_EXERCISE MATERIALS_
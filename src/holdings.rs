/// Scale at which a holding's magnitude bar is full width.
const BAR_FULL_SCALE_PCT: f64 = 65.0;

#[derive(Clone, Copy, Debug, PartialEq, Eq, Hash)]
pub enum Category {
    Stocks,
    Etfs,
    Crypto,
}

impl Category {
    pub const ALL: [Category; 3] = [Self::Stocks, Self::Etfs, Self::Crypto];

    pub fn label(self) -> &'static str {
        match self {
            Self::Stocks => "Stocks",
            Self::Etfs => "ETFs",
            Self::Crypto => "Crypto",
        }
    }

    pub fn holdings(self) -> &'static [Holding] {
        match self {
            Self::Stocks => STOCKS,
            Self::Etfs => ETFS,
            Self::Crypto => CRYPTO,
        }
    }
}

#[derive(Clone, Copy, Debug, Default, PartialEq, Eq, Hash)]
pub enum HoldingsTab {
    #[default]
    All,
    Only(Category),
}

impl HoldingsTab {
    pub const ALL: [HoldingsTab; 4] = [
        Self::All,
        Self::Only(Category::Stocks),
        Self::Only(Category::Etfs),
        Self::Only(Category::Crypto),
    ];

    pub fn label(self) -> &'static str {
        match self {
            Self::All => "All",
            Self::Only(category) => category.label(),
        }
    }

    pub fn holdings(self) -> Vec<&'static Holding> {
        match self {
            Self::All => Category::ALL
                .iter()
                .flat_map(|category| category.holdings())
                .collect(),
            Self::Only(category) => category.holdings().iter().collect(),
        }
    }

    pub fn count(self) -> usize {
        match self {
            Self::All => Category::ALL.iter().map(|category| category.holdings().len()).sum(),
            Self::Only(category) => category.holdings().len(),
        }
    }
}

#[derive(Clone, Copy, Debug, PartialEq)]
pub struct Holding {
    pub ticker: &'static str,
    pub name: &'static str,
    pub ytd_pct: f64,
    pub price: f64,
    pub sector: &'static str,
}

impl Holding {
    pub fn is_gain(&self) -> bool {
        self.ytd_pct >= 0.0
    }

    pub fn bar_width_pct(&self) -> f64 {
        (self.ytd_pct.abs() / BAR_FULL_SCALE_PCT * 100.0).min(100.0)
    }
}

const STOCKS: &[Holding] = &[
    Holding { ticker: "AAPL", name: "Apple Inc.", ytd_pct: -2.6, price: 264.58, sector: "Tech" },
    Holding { ticker: "FCX", name: "Freeport-McMoRan", ytd_pct: 12.2, price: 68.08, sector: "Mining" },
    Holding { ticker: "KRKNF", name: "Kraken Robotics", ytd_pct: 15.8, price: 6.30, sector: "Defense Tech" },
];

const ETFS: &[Holding] = &[
    Holding { ticker: "OIH", name: "VanEck Oil Services", ytd_pct: 10.5, price: 313.63, sector: "Energy" },
    Holding { ticker: "XLE", name: "Energy Select SPDR", ytd_pct: 19.1, price: 51.20, sector: "Energy" },
    Holding { ticker: "ACWX", name: "MSCI ACWI ex U.S.", ytd_pct: 8.4, price: 57.80, sector: "Int'l Equity" },
    Holding { ticker: "IHE", name: "U.S. Pharmaceuticals", ytd_pct: 9.7, price: 186.40, sector: "Healthcare" },
    Holding { ticker: "IVV", name: "Core S&P 500", ytd_pct: -0.1, price: 602.50, sector: "Large Cap" },
];

const CRYPTO: &[Holding] = &[
    Holding { ticker: "BTC", name: "Bitcoin", ytd_pct: -29.5, price: 65_883.0, sector: "Layer 1" },
    Holding { ticker: "ETH", name: "Ethereum", ytd_pct: -42.4, price: 1_929.0, sector: "Layer 1" },
    Holding { ticker: "LINK", name: "Chainlink", ytd_pct: -62.2, price: 8.31, sector: "Oracle" },
];

pub const DATA_AS_OF: &str = "Feb 28, 2026";

#[derive(Clone, Copy, Debug, Default, PartialEq)]
pub struct HoldingsSummary {
    pub average_ytd_pct: f64,
    pub winners: usize,
    pub losers: usize,
}

impl HoldingsSummary {
    /// Flat positions count as neither winners nor losers. An empty set
    /// averages to zero.
    pub fn from_ytd<I>(ytd_values: I) -> Self
    where
        I: IntoIterator<Item = f64>,
    {
        let mut sum = 0.0;
        let mut len = 0usize;
        let mut summary = Self::default();

        for ytd in ytd_values {
            sum += ytd;
            len += 1;
            if ytd > 0.0 {
                summary.winners += 1;
            } else if ytd < 0.0 {
                summary.losers += 1;
            }
        }

        if len > 0 {
            summary.average_ytd_pct = sum / len as f64;
        }

        summary
    }

    pub fn for_tab(tab: HoldingsTab) -> Self {
        Self::from_ytd(tab.holdings().into_iter().map(|holding| holding.ytd_pct))
    }
}

/// `+12.2%` / `-2.6%`, one decimal.
pub fn format_signed_pct(value: f64) -> String {
    let sign = if value >= 0.0 { "+" } else { "" };
    format!("{sign}{value:.1}%")
}

/// `$65,883.00`, grouped thousands and two decimals.
pub fn format_price(value: f64) -> String {
    let cents = (value.abs() * 100.0).round() as u64;
    let whole = (cents / 100).to_string();
    let mut grouped = String::with_capacity(whole.len() + whole.len() / 3);

    for (index, digit) in whole.chars().enumerate() {
        if index > 0 && (whole.len() - index) % 3 == 0 {
            grouped.push(',');
        }
        grouped.push(digit);
    }

    let sign = if value < 0.0 { "-" } else { "" };
    format!("{sign}${grouped}.{:02}", cents % 100)
}

#[cfg(test)]
mod tests {
    use super::*;

    #[test]
    fn summary_for_literal_set() {
        let summary = HoldingsSummary::from_ytd([10.0, -5.0, 0.0]);

        assert!((summary.average_ytd_pct - 1.6667).abs() < 1e-3);
        assert_eq!(summary.winners, 1);
        assert_eq!(summary.losers, 1);
        assert_eq!(format_signed_pct(summary.average_ytd_pct), "+1.7%");
    }

    #[test]
    fn empty_set_averages_to_zero() {
        assert_eq!(HoldingsSummary::from_ytd([]), HoldingsSummary::default());
    }

    #[test]
    fn all_tab_concatenates_categories_in_order() {
        let tickers: Vec<&str> = HoldingsTab::All
            .holdings()
            .into_iter()
            .map(|holding| holding.ticker)
            .collect();

        assert_eq!(
            tickers,
            ["AAPL", "FCX", "KRKNF", "OIH", "XLE", "ACWX", "IHE", "IVV", "BTC", "ETH", "LINK"]
        );
    }

    #[test]
    fn category_tab_is_exactly_that_category() {
        let etfs = HoldingsTab::Only(Category::Etfs).holdings();

        assert_eq!(etfs.len(), 5);
        assert_eq!(etfs.first().map(|holding| holding.ticker), Some("OIH"));
        assert_eq!(etfs.last().map(|holding| holding.ticker), Some("IVV"));
    }

    #[test]
    fn tab_counts_match_the_data() {
        let counts: Vec<(&str, usize)> = HoldingsTab::ALL
            .into_iter()
            .map(|tab| (tab.label(), tab.count()))
            .collect();

        assert_eq!(counts, [("All", 11), ("Stocks", 3), ("ETFs", 5), ("Crypto", 3)]);
    }

    #[test]
    fn crypto_tab_is_all_losers() {
        let summary = HoldingsSummary::for_tab(HoldingsTab::Only(Category::Crypto));

        assert_eq!(summary.winners, 0);
        assert_eq!(summary.losers, 3);
        assert_eq!(format_signed_pct(summary.average_ytd_pct), "-44.7%");
    }

    #[test]
    fn full_portfolio_summary() {
        let summary = HoldingsSummary::for_tab(HoldingsTab::All);

        assert_eq!(summary.winners, 6);
        assert_eq!(summary.losers, 5);
        assert_eq!(format_signed_pct(summary.average_ytd_pct), "-5.6%");
    }

    #[test]
    fn prices_are_grouped_with_two_decimals() {
        assert_eq!(format_price(65_883.0), "$65,883.00");
        assert_eq!(format_price(6.3), "$6.30");
        assert_eq!(format_price(1_929.0), "$1,929.00");
        assert_eq!(format_price(602.5), "$602.50");
        assert_eq!(format_price(1_234_567.891), "$1,234,567.89");
    }

    #[test]
    fn bar_width_caps_at_full_scale() {
        let crash = Holding {
            ticker: "XYZ",
            name: "Example",
            ytd_pct: -80.0,
            price: 1.0,
            sector: "Test",
        };
        let link = HoldingsTab::Only(Category::Crypto).holdings()[2];

        assert_eq!(crash.bar_width_pct(), 100.0);
        assert!((link.bar_width_pct() - 95.692).abs() < 1e-2);
        assert!((STOCKS[1].bar_width_pct() - 18.769).abs() < 1e-2);
        assert!(!STOCKS[0].is_gain());
    }
}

_ASSIGNED TASK_
Wherever a line in the listing contains the word "struct", copy that line out.

_WRITTEN ANSWER_
pub struct Holding {
pub struct HoldingsSummary {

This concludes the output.